Corporate clients are increasingly focusing on AI deployment costs, especially in the context of the continuing increase in large model calls. Writer released a new model and tool to target this pressure point: The implementation costs are kept as low as possible without changing the business usage habits.
Palmyra X6 deployment to enterprise
Writer released a new flagship model, Palmyra X6. The model is based on a post-training version of the Z.ai Open Source Model GLM-5.2, and is positioned for direct use by the enterprise rather than simply seeking benchmark test results.
According to the company, Palmyra X6 would be provided in parallel with other Writer models, as well as external models accessed through Azure or Amazon Bedrock, and the customers would not need to rebuild the whole system around a single model.
Accompanying upgrade targeting token costs
It was published with the new model, and there was a major upgrade of the Writer standard. The focus is not just on the model itself, but rather on the movement, call and reasoning process of the model in carrying out its multi-step tasks.

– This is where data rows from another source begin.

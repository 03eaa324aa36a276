//! In-process simulated device
//!
//! Records every accepted command and tracks the strength each channel would
//! be at. Link state and failures can be toggled to exercise the bridge's
//! error paths without hardware.

use std::sync::atomic::{AtomicBool, AtomicUsize, Ordering};

use async_trait::async_trait;
use parking_lot::Mutex;
use tracing::{debug, info};

use super::DeviceDriver;
use crate::DEVICE_STRENGTH_LIMIT;
use crate::channel::{Channel, ChannelTarget};
use crate::error::{DriverError, Result};
use crate::waveform::Waveform;

/// A command the simulated device accepted
#[derive(Debug, Clone, PartialEq, Eq)]
pub enum DeviceCommand {
    Strength {
        channel: Channel,
        strength: u32,
    },
    Waveform {
        name: String,
        duration_secs: u32,
        target: ChannelTarget,
        frames: Vec<String>,
    },
}

/// Simulated device used for dry runs and tests
pub struct SimulatedDevice {
    connected: AtomicBool,
    linked: AtomicBool,
    failing: AtomicBool,
    strength_attempts: AtomicUsize,
    strengths: Mutex<[u32; 2]>,
    waveforms: Mutex<[Option<String>; 2]>,
    commands: Mutex<Vec<DeviceCommand>>,
}

impl SimulatedDevice {
    /// Create a disconnected, unlinked device
    pub fn new() -> Self {
        Self {
            connected: AtomicBool::new(false),
            linked: AtomicBool::new(false),
            failing: AtomicBool::new(false),
            strength_attempts: AtomicUsize::new(0),
            strengths: Mutex::new([0; 2]),
            waveforms: Mutex::new([None, None]),
            commands: Mutex::new(Vec::new()),
        }
    }

    /// Create a device that is already connected and linked
    pub fn linked() -> Self {
        let device = Self::new();
        device.connected.store(true, Ordering::SeqCst);
        device.linked.store(true, Ordering::SeqCst);
        device
    }

    /// Simulate the companion app linking or dropping
    pub fn set_linked(&self, linked: bool) {
        self.linked.store(linked, Ordering::SeqCst);
    }

    /// Make every subsequent command fail with a transport error
    pub fn set_failing(&self, failing: bool) {
        self.failing.store(failing, Ordering::SeqCst);
    }

    /// Accepted commands in arrival order
    pub fn commands(&self) -> Vec<DeviceCommand> {
        self.commands.lock().clone()
    }

    /// Accepted strength values for one channel in arrival order
    pub fn strength_history(&self, channel: Channel) -> Vec<u32> {
        self.commands
            .lock()
            .iter()
            .filter_map(|cmd| match cmd {
                DeviceCommand::Strength {
                    channel: c,
                    strength,
                } if *c == channel => Some(*strength),
                _ => None,
            })
            .collect()
    }

    /// Number of `set_strength` calls, including failed ones
    pub fn strength_attempts(&self) -> usize {
        self.strength_attempts.load(Ordering::SeqCst)
    }

    /// Current strength of a channel
    pub fn current_strength(&self, channel: Channel) -> u32 {
        self.strengths.lock()[channel.index()]
    }

    /// Name of the last waveform played on a channel
    pub fn active_waveform(&self, channel: Channel) -> Option<String> {
        self.waveforms.lock()[channel.index()].clone()
    }

    /// Forget all recorded commands and attempts
    pub fn clear(&self) {
        self.commands.lock().clear();
        self.strength_attempts.store(0, Ordering::SeqCst);
    }

    fn check_ready(&self) -> Result<()> {
        if self.failing.load(Ordering::SeqCst) {
            return Err(DriverError::Transport("simulated failure".to_string()));
        }
        if !self.connected.load(Ordering::SeqCst) {
            return Err(DriverError::NotConnected);
        }
        if !self.linked.load(Ordering::SeqCst) {
            return Err(DriverError::NotLinked);
        }
        Ok(())
    }
}

impl Default for SimulatedDevice {
    fn default() -> Self {
        Self::new()
    }
}

#[async_trait]
impl DeviceDriver for SimulatedDevice {
    async fn connect_and_wait(&self) -> Result<()> {
        self.connected.store(true, Ordering::SeqCst);
        info!("Simulated device connected");
        Ok(())
    }

    async fn wait_for_app_link(&self) -> Result<()> {
        if !self.connected.load(Ordering::SeqCst) {
            return Err(DriverError::NotConnected);
        }
        self.linked.store(true, Ordering::SeqCst);
        info!("Simulated device linked");
        Ok(())
    }

    fn is_linked(&self) -> bool {
        self.linked.load(Ordering::SeqCst)
    }

    async fn set_strength(&self, channel: Channel, strength: u32) -> Result<()> {
        self.strength_attempts.fetch_add(1, Ordering::SeqCst);
        self.check_ready()?;
        if strength > DEVICE_STRENGTH_LIMIT {
            return Err(DriverError::StrengthOutOfRange {
                strength,
                limit: DEVICE_STRENGTH_LIMIT,
            });
        }

        self.strengths.lock()[channel.index()] = strength;
        self.commands
            .lock()
            .push(DeviceCommand::Strength { channel, strength });
        debug!(channel = %channel, strength, "Simulated strength applied");
        Ok(())
    }

    async fn send_waveform(
        &self,
        waveform: &Waveform,
        duration_secs: u32,
        target: ChannelTarget,
    ) -> Result<()> {
        self.check_ready()?;
        if waveform.frames.is_empty() {
            return Err(DriverError::Rejected(format!(
                "waveform {} has no frames",
                waveform.name
            )));
        }

        {
            let mut waveforms = self.waveforms.lock();
            for channel in target.channels() {
                waveforms[channel.index()] = Some(waveform.name.clone());
            }
        }
        self.commands.lock().push(DeviceCommand::Waveform {
            name: waveform.name.clone(),
            duration_secs,
            target,
            frames: waveform.hex_frames(),
        });
        debug!(
            waveform = %waveform.name,
            duration_secs,
            target = %target,
            period_ms = waveform.period_ms(),
            "Simulated waveform played"
        );
        Ok(())
    }
}

#[cfg(test)]
mod tests {
    use super::*;

    #[tokio::test]
    async fn test_link_workflow() {
        let device = SimulatedDevice::new();
        assert!(!device.is_linked());
        assert_eq!(
            device.wait_for_app_link().await,
            Err(DriverError::NotConnected)
        );

        device.connect_and_wait().await.unwrap();
        device.wait_for_app_link().await.unwrap();
        assert!(device.is_linked());
    }

    #[tokio::test]
    async fn test_strength_recorded() {
        let device = SimulatedDevice::linked();
        device.set_strength(Channel::A, 5).await.unwrap();
        device.set_strength(Channel::B, 7).await.unwrap();
        device.set_strength(Channel::A, 0).await.unwrap();

        assert_eq!(device.strength_history(Channel::A), vec![5, 0]);
        assert_eq!(device.strength_history(Channel::B), vec![7]);
        assert_eq!(device.current_strength(Channel::A), 0);
        assert_eq!(device.current_strength(Channel::B), 7);
        assert_eq!(device.strength_attempts(), 3);
    }

    #[tokio::test]
    async fn test_failures_counted_but_not_recorded() {
        let device = SimulatedDevice::linked();
        device.set_failing(true);
        assert!(matches!(
            device.set_strength(Channel::A, 3).await,
            Err(DriverError::Transport(_))
        ));

        device.set_failing(false);
        device.set_linked(false);
        assert_eq!(
            device.set_strength(Channel::A, 3).await,
            Err(DriverError::NotLinked)
        );

        assert_eq!(device.strength_attempts(), 2);
        assert!(device.commands().is_empty());
    }

    #[tokio::test]
    async fn test_strength_limit() {
        let device = SimulatedDevice::linked();
        let result = device.set_strength(Channel::B, DEVICE_STRENGTH_LIMIT + 1).await;
        assert!(matches!(
            result,
            Err(DriverError::StrengthOutOfRange { .. })
        ));
        device.set_strength(Channel::B, DEVICE_STRENGTH_LIMIT).await.unwrap();
    }

    #[tokio::test]
    async fn test_waveform_recorded() {
        let device = SimulatedDevice::linked();
        device
            .send_waveform(&Waveform::breath(), 10, ChannelTarget::Both)
            .await
            .unwrap();
        assert_eq!(
            device.commands(),
            vec![DeviceCommand::Waveform {
                name: "breath".to_string(),
                duration_secs: 10,
                target: ChannelTarget::Both,
                frames: Waveform::breath().hex_frames(),
            }]
        );
        assert_eq!(device.active_waveform(Channel::A).as_deref(), Some("breath"));
        assert_eq!(device.active_waveform(Channel::B).as_deref(), Some("breath"));

        device.clear();
        assert!(device.commands().is_empty());
    }

    #[tokio::test]
    async fn test_waveform_single_channel() {
        let device = SimulatedDevice::linked();
        device
            .send_waveform(&Waveform::breath(), 5, ChannelTarget::B)
            .await
            .unwrap();

        assert_eq!(device.active_waveform(Channel::A), None);
        assert_eq!(device.active_waveform(Channel::B).as_deref(), Some("breath"));
        match &device.commands()[0] {
            DeviceCommand::Waveform { frames, .. } => {
                assert_eq!(frames.len(), Waveform::breath().frames.len());
                assert!(frames.iter().all(|frame| frame.len() == 16));
            }
            other => panic!("unexpected command: {:?}", other),
        }
    }

    #[tokio::test]
    async fn test_empty_waveform_rejected() {
        let device = SimulatedDevice::linked();
        let result = device
            .send_waveform(&Waveform::new("silence", Vec::new()), 5, ChannelTarget::Both)
            .await;
        assert!(matches!(result, Err(DriverError::Rejected(_))));
        assert!(device.commands().is_empty());
        assert_eq!(device.active_waveform(Channel::A), None);
    }
}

- The new model is Palmyra X6
- Base model from GLM-5.2
- The cost of basic tasks can be reduced by up to 50 per cent
Writer expects that the new model, with this set of infrastructure adjustments, will result in a 50 per cent reduction in the cost of basic tasks for clients. The company stressed that the overall deployment costs would be significantly reduced if complex tasks were completed at less token and faster.
Research called process optimization more effective
A recent paper by the Writer research team also supports this judgement. The paper tested the cost changes of various models under different implementation processes, and showed that in many cases the optimization of natural efficiency was more stable than a simple replacement model, with an average cost reduction of about 40 per cent.
Writer CEO May Habib stated that the interest of business clients in the continued pursuit of new benchmark tests was diminishing and that the focus was shifting towards the stabilization of costs. She also states that trust in large AI laboratories by technical managers in some enterprises is declining, inter alia, because the latter ' s business model is highly correlated with token usage.